A fourth method, first used by Professors Norton and Goodwin, of the Massachusetts Institute of Technology, consists in discharging a quantity of electricity through the coarse coil of a Ruhmkorf coil. This method obviates the necessity of a mechanical break to interrupt the battery current which is employed to excite the current in the coarse coil of this apparatus.

I have experimented with more powerful quantities of electricity than have been hitherto used. The accompanying photograph gives an idea of the magnitude of the quantity which I can use to excite the X rays.

It represents the discharge, burning a fine iron wire, and it makes a noise resembling the crack of a pistol. Now, this discharge can be used in a variety of ways to excite various transformers in order to produce the best conditions for exciting the X rays. The method of using this powerful discharge to excite a transformer seems at present the most promising one in seeking the best conditions for obtaining rays of high penetrating power.

There is still another method of obtaining the rays yet in its infancy—the simplest method of all, for no apparatus is required.

It has been discovered that certain substances, like the salts of uranium, have the power of emitting rays which have all the properties of the X rays. The list of such substances is constantly increasing, and they are called radio-active substances. It is possible to take a shadow picture of the hand through a board by placing the hand on a covered sensitive plate, resting the board on the back of the hand, and strewing the board with one of these radio-active substances in the form of a powder. Can it be that all the skill and industry which has been employed to perfect X-ray apparatus is to be supplanted by a powder? The peculiar property shown by the radio-active substances leads investigators to surmise that we have evidence of new substances, and we have the waves radium and polonium.

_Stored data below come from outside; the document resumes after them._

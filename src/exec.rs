//! External process execution with line-by-line stdout streaming.
//!
//! Consumption follows a drain-then-check contract: lines are yielded as
//! the process produces them, and a non-zero exit code is only reported
//! once the stream is exhausted. A consumer that fully drains the stream
//! has therefore seen all output before the failure surfaces.

use std::collections::HashMap;
use std::process::Stdio;

use tokio::io::{AsyncBufReadExt, BufReader, Lines};
use tokio::process::{Child, ChildStdout, Command};
use tracing::info;

use crate::error::TransferError;

/// Starts an external process, streaming its stdout.
///
/// The child inherits this process's environment plus `env_overrides`.
/// Stderr is discarded; azcopy reports everything of interest on stdout.
/// The child is killed if the returned stream is dropped before exhaustion.
///
/// # Errors
///
/// Returns [`TransferError::Io`] when the process cannot be spawned.
pub fn run(
    argv: &[String],
    env_overrides: &HashMap<String, String>,
) -> Result<OutputLines, TransferError> {
    info!("executing command: {}", argv.join(" "));

    let (program, args) = argv
        .split_first()
        .ok_or_else(|| std::io::Error::other("empty command line"))?;

    let mut child = Command::new(program)
        .args(args)
        .envs(env_overrides)
        .stdout(Stdio::piped())
        .stderr(Stdio::null())
        .stdin(Stdio::null())
        .kill_on_drop(true)
        .spawn()?;

    let stdout = child
        .stdout
        .take()
        .ok_or_else(|| std::io::Error::other("child stdout was not captured"))?;

    Ok(OutputLines {
        child,
        lines: BufReader::new(stdout).lines(),
        command: argv.to_vec(),
        finished: false,
    })
}

/// A forward-only, single-pass stream of a child process's stdout lines.
pub struct OutputLines {
    child: Child,
    lines: Lines<BufReader<ChildStdout>>,
    command: Vec<String>,
    finished: bool,
}

impl OutputLines {
    /// Pulls the next line of output, blocking until one is available.
    ///
    /// Returns `Ok(None)` once the process has terminated successfully;
    /// after that the stream is fused.
    ///
    /// # Errors
    ///
    /// Returns [`TransferError::ProcessExited`] when the drained process
    /// exited with a non-zero code, and [`TransferError::Io`] for read or
    /// wait failures.
    pub async fn next_line(&mut self) -> Result<Option<String>, TransferError> {
        if self.finished {
            return Ok(None);
        }

        if let Some(line) = self.lines.next_line().await? {
            return Ok(Some(line));
        }

        // End of output: wait for termination and inspect the exit code.
        self.finished = true;
        let status = self.child.wait().await?;
        if status.success() {
            Ok(None)
        } else {
            Err(TransferError::ProcessExited {
                code: status.code().unwrap_or(-1),
                command: self.command.clone(),
            })
        }
    }

    /// The command line this stream was started with.
    #[must_use]
    pub fn command(&self) -> &[String] {
        &self.command
    }
}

Fig. 3.—The burning of an iron wire by the most powerful electric discharge yet produced.

The methods by which the X rays are detected in practical employment in surgery have not been essentially changed. The ordinary photographic plate, shielded in a plate holder, is still used to receive the shadow cast by the bones, and salts of barium or of calcium strewn on pasteboard serve as fluorescent screens to receive on their luminous surfaces these shadows and to make them evident to the eye. An interesting use of flexible sensitive films instead of glass plates has been made in dentistry. The films are put in the mouth, and the Crooke’s tube placed outside in such a position that the rays can pass through the jaw. In this way the accompanying photographs were taken ([Fig. 4]).[D]

[D] Kindness of Dr. Dwight M. Clapp, Boston.